O governo dos Estados Unidos afirmou, nesta quarta-feira (16), que o Brasil falhou no combate ao Primeiro Comando da Capital (PCC) e ao Comando Vermelho (CV), facções que Washington classificou como organizações terroristas em maio.
Em relatório anual enviado ao Congresso americano sobre tráfico de drogas no mundo, a Casa Branca cobra do governo Lula medidas enérgicas contra os grupos, apontados como ameaça à segurança mundial.
O que diz o documento ao Congresso
No relatório enviado nesta quarta-feira, a Casa Branca afirma que PCC e CV “representam uma ameaça crescente à paz e à segurança mundial” e cobra que o Brasil aja “antes que se expandam e se fortaleçam”. O texto integra o balanço anual que o governo americano produz sobre o combate ao narcotráfico no mundo.
A cobrança tem base na decisão de classificar as duas facções como organizações terroristas em maio, sem aviso prévio ao governo brasileiro. Em junho, a medida foi oficializada no Federal Register, com assinatura do secretário de Estado Marco Rubio, o que impôs sanções financeiras e restrições operacionais a qualquer entidade associada ao PCC e ao CV.

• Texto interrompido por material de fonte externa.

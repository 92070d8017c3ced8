//! Operator tree (IR) for compiled FeedQL queries
//!
//! The operator tree is the engine-facing form of a query. It is pure data:
//! combinator nodes over predicate leaves, built once per compile call and
//! never mutated afterwards. The execution engine that walks it against the
//! log's indexes lives outside this workspace and is reached only through
//! the [`OperatorBuilder`] constructors.

use serde::{Deserialize, Serialize};
use std::fmt;

/// Operator tree node
#[derive(Debug, Clone, PartialEq, Eq, Serialize, Deserialize)]
pub enum OperatorNode {
    /// Conjunction of child operators
    And { children: Vec<OperatorNode> },
    /// Disjunction of child operators
    Or { children: Vec<OperatorNode> },
    /// Messages authored by the given feed
    AuthorPredicate { feed_id: String, dedicated: bool },
    /// Messages whose content type matches; `None` matches untyped content
    TypePredicate {
        value: Option<String>,
        dedicated: bool,
    },
    /// Encrypted messages only
    IsPrivate,
    /// Plaintext messages only
    IsPublic,
}

/// IR node constructors exposed by an execution engine.
///
/// The compilers only ever call these constructors; they never inspect or
/// evaluate what comes back. `dedicated = true` allows the engine to
/// provision a new backing index for the leaf, `false` restricts it to the
/// shared indexes that already exist.
pub trait OperatorBuilder {
    /// Node type produced by this engine
    type Node;

    fn and(&self, children: Vec<Self::Node>) -> Self::Node;

    fn or(&self, children: Vec<Self::Node>) -> Self::Node;

    fn author(&self, feed_id: &str, dedicated: bool) -> Self::Node;

    fn message_type(&self, value: Option<&str>, dedicated: bool) -> Self::Node;

    fn is_private(&self) -> Self::Node;

    fn is_public(&self) -> Self::Node;
}

/// Builder producing plain [`OperatorNode`] trees
#[derive(Debug, Clone, Copy, Default)]
pub struct IrBuilder;

impl OperatorBuilder for IrBuilder {
    type Node = OperatorNode;

    fn and(&self, children: Vec<OperatorNode>) -> OperatorNode {
        OperatorNode::And { children }
    }

    fn or(&self, children: Vec<OperatorNode>) -> OperatorNode {
        OperatorNode::Or { children }
    }

    fn author(&self, feed_id: &str, dedicated: bool) -> OperatorNode {
        OperatorNode::AuthorPredicate {
            feed_id: feed_id.to_string(),
            dedicated,
        }
    }

    fn message_type(&self, value: Option<&str>, dedicated: bool) -> OperatorNode {
        OperatorNode::TypePredicate {
            value: value.map(str::to_string),
            dedicated,
        }
    }

    fn is_private(&self) -> OperatorNode {
        OperatorNode::IsPrivate
    }

    fn is_public(&self) -> OperatorNode {
        OperatorNode::IsPublic
    }
}

impl OperatorNode {
    /// Get all leaf nodes, depth-first, left to right
    pub fn leaves(&self) -> Vec<&OperatorNode> {
        let mut leaves = Vec::new();
        self.collect_leaves(&mut leaves);
        leaves
    }

    fn collect_leaves<'a>(&'a self, out: &mut Vec<&'a OperatorNode>) {
        match self {
            OperatorNode::And { children } | OperatorNode::Or { children } => {
                for child in children {
                    child.collect_leaves(out);
                }
            }
            leaf => out.push(leaf),
        }
    }

    /// Get the `dedicated` flag of every author/type predicate in the tree
    pub fn dedicated_flags(&self) -> Vec<bool> {
        self.leaves()
            .into_iter()
            .filter_map(|leaf| match leaf {
                OperatorNode::AuthorPredicate { dedicated, .. }
                | OperatorNode::TypePredicate { dedicated, .. } => Some(*dedicated),
                _ => None,
            })
            .collect()
    }

    /// Whether any predicate in the tree may provision a dedicated index
    pub fn requires_dedicated_index(&self) -> bool {
        self.dedicated_flags().into_iter().any(|d| d)
    }
}

impl fmt::Display for OperatorNode {
    fn fmt(&self, f: &mut fmt::Formatter<'_>) -> fmt::Result {
        match self {
            OperatorNode::And { children } => write_combinator(f, "and", children),
            OperatorNode::Or { children } => write_combinator(f, "or", children),
            OperatorNode::AuthorPredicate { feed_id, dedicated } => {
                write!(f, "author({}", feed_id)?;
                if *dedicated {
                    write!(f, ", dedicated")?;
                }
                write!(f, ")")
            }
            OperatorNode::TypePredicate { value, dedicated } => {
                write!(f, "type({}", value.as_deref().unwrap_or("null"))?;
                if *dedicated {
                    write!(f, ", dedicated")?;
                }
                write!(f, ")")
            }
            OperatorNode::IsPrivate => write!(f, "isPrivate()"),
            OperatorNode::IsPublic => write!(f, "isPublic()"),
        }
    }
}

fn write_combinator(f: &mut fmt::Formatter<'_>, name: &str, children: &[OperatorNode]) -> fmt::Result {
    write!(f, "{}(", name)?;
    for (i, child) in children.iter().enumerate() {
        if i > 0 {
            write!(f, ", ")?;
        }
        write!(f, "{}", child)?;
    }
    write!(f, ")")
}

#[cfg(test)]
mod tests {
    use super::*;

    fn sample_tree(dedicated: bool) -> OperatorNode {
        let b = IrBuilder;
        b.and(vec![
            b.author("@alice", dedicated),
            b.or(vec![
                b.message_type(Some("vote"), dedicated),
                b.message_type(Some("post"), dedicated),
            ]),
            b.is_public(),
        ])
    }

    #[test]
    fn test_builder_constructs_nodes() {
        let b = IrBuilder;
        assert_eq!(
            b.author("@alice", true),
            OperatorNode::AuthorPredicate {
                feed_id: "@alice".to_string(),
                dedicated: true,
            }
        );
        assert_eq!(b.is_private(), OperatorNode::IsPrivate);
        assert_eq!(b.or(vec![]), OperatorNode::Or { children: vec![] });
    }

    #[test]
    fn test_leaves_are_depth_first() {
        let tree = sample_tree(false);
        let leaves = tree.leaves();
        assert_eq!(leaves.len(), 4);
        assert_eq!(leaves[3], &OperatorNode::IsPublic);
    }

    #[test]
    fn test_dedicated_flags() {
        assert_eq!(sample_tree(true).dedicated_flags(), vec![true, true, true]);
        assert!(sample_tree(true).requires_dedicated_index());
        assert!(!sample_tree(false).requires_dedicated_index());
        assert!(!IrBuilder.is_private().requires_dedicated_index());
    }

    #[test]
    fn test_display() {
        assert_eq!(
            sample_tree(true).to_string(),
            "and(author(@alice, dedicated), or(type(vote, dedicated), type(post, dedicated)), isPublic())"
        );
        assert_eq!(sample_tree(false).to_string(), "and(author(@alice), or(type(vote), type(post)), isPublic())");
    }

    #[test]
    fn test_serde_shape() {
        let node = IrBuilder.message_type(Some("vote"), false);
        let json = serde_json::to_string(&node).unwrap();
        assert_eq!(json, r#"{"TypePredicate":{"value":"vote","dedicated":false}}"#);

        let back: OperatorNode = serde_json::from_str(&json).unwrap();
        assert_eq!(back, node);

        let untyped = IrBuilder.message_type(None, false);
        let json = serde_json::to_string(&untyped).unwrap();
        assert_eq!(json, r#"{"TypePredicate":{"value":null,"dedicated":false}}"#);
    }

    #[test]
    fn test_untyped_predicate_display() {
        let node = IrBuilder.and(vec![
            IrBuilder.author("@alice", false),
            IrBuilder.message_type(None, false),
            IrBuilder.is_public(),
        ]);
        assert_eq!(node.to_string(), "and(author(@alice), type(null), isPublic())");
        assert_eq!(node.dedicated_flags(), vec![false, false]);
    }
}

Tensão diplomática entre Brasília e Washington
A acusação amplia o atrito iniciado em maio, quando o governo Lula reagiu à inclusão das facções na lista de organizações terroristas dos EUA. Na ocasião, Lula rejeitou o rótulo e criticou a interferência americana, afirmando que “quem define como o crime é classificado e combatido dentro do Brasil são os brasileiros”.
O novo relatório ao Congresso reacende essa disputa e deve pressionar o Itamaraty a se manifestar oficialmente sobre a cobrança. Segundo a nota divulgada nesta quarta, a reportagem segue em atualização, à espera de posicionamento do governo brasileiro sobre as exigências americanas.